Start of Block

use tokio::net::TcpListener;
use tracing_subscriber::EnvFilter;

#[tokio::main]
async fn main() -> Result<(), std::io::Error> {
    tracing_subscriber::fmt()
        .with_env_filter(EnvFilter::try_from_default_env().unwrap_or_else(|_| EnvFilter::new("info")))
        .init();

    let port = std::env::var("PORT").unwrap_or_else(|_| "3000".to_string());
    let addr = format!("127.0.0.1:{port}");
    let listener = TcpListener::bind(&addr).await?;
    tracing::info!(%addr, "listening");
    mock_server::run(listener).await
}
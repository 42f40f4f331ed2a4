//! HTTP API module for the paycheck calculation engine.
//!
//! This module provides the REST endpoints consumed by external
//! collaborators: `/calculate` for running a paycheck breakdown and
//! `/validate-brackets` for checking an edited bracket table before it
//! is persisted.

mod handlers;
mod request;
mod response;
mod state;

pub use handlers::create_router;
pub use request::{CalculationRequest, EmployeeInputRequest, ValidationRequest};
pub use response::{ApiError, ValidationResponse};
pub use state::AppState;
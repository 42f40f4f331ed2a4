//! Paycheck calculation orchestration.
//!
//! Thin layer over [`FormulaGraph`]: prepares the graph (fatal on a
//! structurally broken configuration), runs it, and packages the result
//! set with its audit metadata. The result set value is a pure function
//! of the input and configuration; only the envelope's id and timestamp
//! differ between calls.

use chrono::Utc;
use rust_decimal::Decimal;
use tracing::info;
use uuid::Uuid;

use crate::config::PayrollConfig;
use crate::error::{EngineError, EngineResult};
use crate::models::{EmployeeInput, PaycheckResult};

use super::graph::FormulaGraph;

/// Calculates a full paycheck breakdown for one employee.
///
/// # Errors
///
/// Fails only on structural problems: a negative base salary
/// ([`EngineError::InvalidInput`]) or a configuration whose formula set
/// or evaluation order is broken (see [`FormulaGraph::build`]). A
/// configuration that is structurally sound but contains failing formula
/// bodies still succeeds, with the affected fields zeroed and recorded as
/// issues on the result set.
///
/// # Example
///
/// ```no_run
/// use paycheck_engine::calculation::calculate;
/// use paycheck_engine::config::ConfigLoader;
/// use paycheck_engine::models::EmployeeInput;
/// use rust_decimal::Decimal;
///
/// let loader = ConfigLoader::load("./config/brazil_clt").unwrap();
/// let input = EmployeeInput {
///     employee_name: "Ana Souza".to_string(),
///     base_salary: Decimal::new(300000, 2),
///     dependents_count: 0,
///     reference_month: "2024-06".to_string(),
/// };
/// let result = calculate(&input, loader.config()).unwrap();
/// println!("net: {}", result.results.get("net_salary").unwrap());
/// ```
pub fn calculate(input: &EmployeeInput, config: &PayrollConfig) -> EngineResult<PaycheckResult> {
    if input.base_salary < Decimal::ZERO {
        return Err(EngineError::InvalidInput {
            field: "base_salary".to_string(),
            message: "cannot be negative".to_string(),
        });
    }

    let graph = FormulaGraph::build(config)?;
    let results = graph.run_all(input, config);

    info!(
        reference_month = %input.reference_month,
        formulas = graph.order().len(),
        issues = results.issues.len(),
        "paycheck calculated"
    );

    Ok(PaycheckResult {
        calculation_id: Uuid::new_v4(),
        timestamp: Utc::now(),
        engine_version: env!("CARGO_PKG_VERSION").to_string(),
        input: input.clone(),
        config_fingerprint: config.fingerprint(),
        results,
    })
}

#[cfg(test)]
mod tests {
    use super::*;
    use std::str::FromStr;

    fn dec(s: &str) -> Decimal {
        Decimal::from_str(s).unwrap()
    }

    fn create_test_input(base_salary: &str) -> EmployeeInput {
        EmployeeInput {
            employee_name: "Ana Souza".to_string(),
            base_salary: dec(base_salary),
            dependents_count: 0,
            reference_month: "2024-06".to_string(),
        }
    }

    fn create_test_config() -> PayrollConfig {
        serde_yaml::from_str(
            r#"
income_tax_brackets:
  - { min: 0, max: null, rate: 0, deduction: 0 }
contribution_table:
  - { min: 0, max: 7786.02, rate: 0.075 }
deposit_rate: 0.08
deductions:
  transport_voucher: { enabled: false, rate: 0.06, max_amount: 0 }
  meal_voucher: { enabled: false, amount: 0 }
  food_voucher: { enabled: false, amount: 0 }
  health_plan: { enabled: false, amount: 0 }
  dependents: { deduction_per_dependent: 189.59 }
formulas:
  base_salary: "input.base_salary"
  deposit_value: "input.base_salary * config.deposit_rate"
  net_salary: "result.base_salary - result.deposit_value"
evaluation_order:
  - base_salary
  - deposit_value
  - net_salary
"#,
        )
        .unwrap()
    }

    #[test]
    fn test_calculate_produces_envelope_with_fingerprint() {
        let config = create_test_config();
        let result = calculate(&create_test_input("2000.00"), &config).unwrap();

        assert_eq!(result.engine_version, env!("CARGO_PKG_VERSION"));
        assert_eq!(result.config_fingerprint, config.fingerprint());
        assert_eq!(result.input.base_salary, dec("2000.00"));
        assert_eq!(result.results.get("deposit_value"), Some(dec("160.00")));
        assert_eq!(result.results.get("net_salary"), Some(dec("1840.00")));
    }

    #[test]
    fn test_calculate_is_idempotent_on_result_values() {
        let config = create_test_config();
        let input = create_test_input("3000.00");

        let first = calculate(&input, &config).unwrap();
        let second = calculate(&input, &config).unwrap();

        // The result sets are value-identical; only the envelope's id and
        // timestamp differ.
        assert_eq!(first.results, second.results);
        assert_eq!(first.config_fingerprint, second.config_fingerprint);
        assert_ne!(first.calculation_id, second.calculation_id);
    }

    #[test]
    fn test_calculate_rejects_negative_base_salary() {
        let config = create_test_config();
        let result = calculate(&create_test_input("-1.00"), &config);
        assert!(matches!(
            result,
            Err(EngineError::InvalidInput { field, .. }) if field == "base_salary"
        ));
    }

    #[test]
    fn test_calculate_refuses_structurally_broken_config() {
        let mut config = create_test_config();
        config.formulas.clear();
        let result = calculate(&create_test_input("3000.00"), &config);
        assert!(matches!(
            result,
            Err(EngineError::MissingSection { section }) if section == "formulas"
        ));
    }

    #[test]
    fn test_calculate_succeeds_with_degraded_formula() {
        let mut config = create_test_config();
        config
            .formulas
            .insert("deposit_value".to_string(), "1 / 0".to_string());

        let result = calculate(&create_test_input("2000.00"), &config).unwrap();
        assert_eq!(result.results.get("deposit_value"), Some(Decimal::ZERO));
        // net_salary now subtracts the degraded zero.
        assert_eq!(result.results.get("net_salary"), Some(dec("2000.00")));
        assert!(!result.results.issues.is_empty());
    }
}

End of Block

Exercise instructions: In this exercise, you retype all of the data exactly as it appears above.

Solution to this task:
use tokio::net::TcpListener;
use tracing_subscriber::EnvFilter;

#[tokio::main]
async fn main() -> Result<(), std::io::Error> {
    tracing_subscriber::fmt()
        .with_env_filter(EnvFilter::try_from_default_env().unwrap_or_else(|_| EnvFilter::new("info")))
        .init();

    let port = std::env::var("PORT").unwrap_or_else(|_| "3000".to_string());
    let addr = format!("127.0.0.1:{port}");
    let listener = TcpListener::bind(&addr).await?;
    tracing::info!(%addr, "listening");
    mock_server::run(listener).await
}
repository 42f40f4f331ed2a4
//! HTTP API module for the paycheck calculation engine.
//!
//! This module provides the REST endpoints consumed by external
//! collaborators: `/calculate` for running a paycheck breakdown and
//! `/validate-brackets` for checking an edited bracket table before it
//! is persisted.

mod handlers;
mod request;
mod response;
mod state;

pub use handlers::create_router;
pub use request::{CalculationRequest, EmployeeInputRequest, ValidationRequest};
pub use response::{ApiError, ValidationResponse};
pub use state::AppState;
repository 42f40f4f331ed2a4
//! Paycheck calculation orchestration.
//!
//! Thin layer over [`FormulaGraph`]: prepares the graph (fatal on a
//! structurally broken configuration), runs it, and packages the result
//! set with its audit metadata. The result set value is a pure function
//! of the input and configuration; only the envelope's id and timestamp
//! differ between calls.

use chrono::Utc;
use rust_decimal::Decimal;
use tracing::info;
use uuid::Uuid;

use crate::config::PayrollConfig;
use crate::error::{EngineError, EngineResult};
use crate::models::{EmployeeInput, PaycheckResult};

use super::graph::FormulaGraph;

/// Calculates a full paycheck breakdown for one employee.
///
/// # Errors
///
/// Fails only on structural problems: a negative base salary
/// ([`EngineError::InvalidInput`]) or a configuration whose formula set
/// or evaluation order is broken (see [`FormulaGraph::build`]). A
/// configuration that is structurally sound but contains failing formula
/// bodies still succeeds, with the affected fields zeroed and recorded as
/// issues on the result set.
///
/// # Example
///
/// ```no_run
/// use paycheck_engine::calculation::calculate;
/// use paycheck_engine::config::ConfigLoader;
/// use paycheck_engine::models::EmployeeInput;
/// use rust_decimal::Decimal;
///
/// let loader = ConfigLoader::load("./config/brazil_clt").unwrap();
/// let input = EmployeeInput {
///     employee_name: "Ana Souza".to_string(),
///     base_salary: Decimal::new(300000, 2),
///     dependents_count: 0,
///     reference_month: "2024-06".to_string(),
/// };
/// let result = calculate(&input, loader.config()).unwrap();
/// println!("net: {}", result.results.get("net_salary").unwrap());
/// ```
pub fn calculate(input: &EmployeeInput, config: &PayrollConfig) -> EngineResult<PaycheckResult> {
    if input.base_salary < Decimal::ZERO {
        return Err(EngineError::InvalidInput {
            field: "base_salary".to_string(),
            message: "cannot be negative".to_string(),
        });
    }

    let graph = FormulaGraph::build(config)?;
    let results = graph.run_all(input, config);

    info!(
        reference_month = %input.reference_month,
        formulas = graph.order().len(),
        issues = results.issues.len(),
        "paycheck calculated"
    );

    Ok(PaycheckResult {
        calculation_id: Uuid::new_v4(),
        timestamp: Utc::now(),
        engine_version: env!("CARGO_PKG_VERSION").to_string(),
        input: input.clone(),
        config_fingerprint: config.fingerprint(),
        results,
    })
}

#[cfg(test)]
mod tests {
    use super::*;
    use std::str::FromStr;

    fn dec(s: &str) -> Decimal {
        Decimal::from_str(s).unwrap()
    }

    fn create_test_input(base_salary: &str) -> EmployeeInput {
        EmployeeInput {
            employee_name: "Ana Souza".to_string(),
            base_salary: dec(base_salary),
            dependents_count: 0,
            reference_month: "2024-06".to_string(),
        }
    }

    fn create_test_config() -> PayrollConfig {
        serde_yaml::from_str(
            r#"
income_tax_brackets:
  - { min: 0, max: null, rate: 0, deduction: 0 }
contribution_table:
  - { min: 0, max: 7786.02, rate: 0.075 }
deposit_rate: 0.08
deductions:
  transport_voucher: { enabled: false, rate: 0.06, max_amount: 0 }
  meal_voucher: { enabled: false, amount: 0 }
  food_voucher: { enabled: false, amount: 0 }
  health_plan: { enabled: false, amount: 0 }
  dependents: { deduction_per_dependent: 189.59 }
formulas:
  base_salary: "input.base_salary"
  deposit_value: "input.base_salary * config.deposit_rate"
  net_salary: "result.base_salary - result.deposit_value"
evaluation_order:
  - base_salary
  - deposit_value
  - net_salary
"#,
        )
        .unwrap()
    }

    #[test]
    fn test_calculate_produces_envelope_with_fingerprint() {
        let config = create_test_config();
        let result = calculate(&create_test_input("2000.00"), &config).unwrap();

        assert_eq!(result.engine_version, env!("CARGO_PKG_VERSION"));
        assert_eq!(result.config_fingerprint, config.fingerprint());
        assert_eq!(result.input.base_salary, dec("2000.00"));
        assert_eq!(result.results.get("deposit_value"), Some(dec("160.00")));
        assert_eq!(result.results.get("net_salary"), Some(dec("1840.00")));
    }

    #[test]
    fn test_calculate_is_idempotent_on_result_values() {
        let config = create_test_config();
        let input = create_test_input("3000.00");

        let first = calculate(&input, &config).unwrap();
        let second = calculate(&input, &config).unwrap();

        // The result sets are value-identical; only the envelope's id and
        // timestamp differ.
        assert_eq!(first.results, second.results);
        assert_eq!(first.config_fingerprint, second.config_fingerprint);
        assert_ne!(first.calculation_id, second.calculation_id);
    }

    #[test]
    fn test_calculate_rejects_negative_base_salary() {
        let config = create_test_config();
        let result = calculate(&create_test_input("-1.00"), &config);
        assert!(matches!(
            result,
            Err(EngineError::InvalidInput { field, .. }) if field == "base_salary"
        ));
    }

    #[test]
    fn test_calculate_refuses_structurally_broken_config() {
        let mut config = create_test_config();
        config.formulas.clear();
        let result = calculate(&create_test_input("3000.00"), &config);
        assert!(matches!(
            result,
            Err(EngineError::MissingSection { section }) if section == "formulas"
        ));
    }

    #[test]
    fn test_calculate_succeeds_with_degraded_formula() {
        let mut config = create_test_config();
        config
            .formulas
            .insert("deposit_value".to_string(), "1 / 0".to_string());

        let result = calculate(&create_test_input("2000.00"), &config).unwrap();
        assert_eq!(result.results.get("deposit_value"), Some(Decimal::ZERO));
        // net_salary now subtracts the degraded zero.
        assert_eq!(result.results.get("net_salary"), Some(dec("2000.00")));
        assert!(!result.results.issues.is_empty());
    }
}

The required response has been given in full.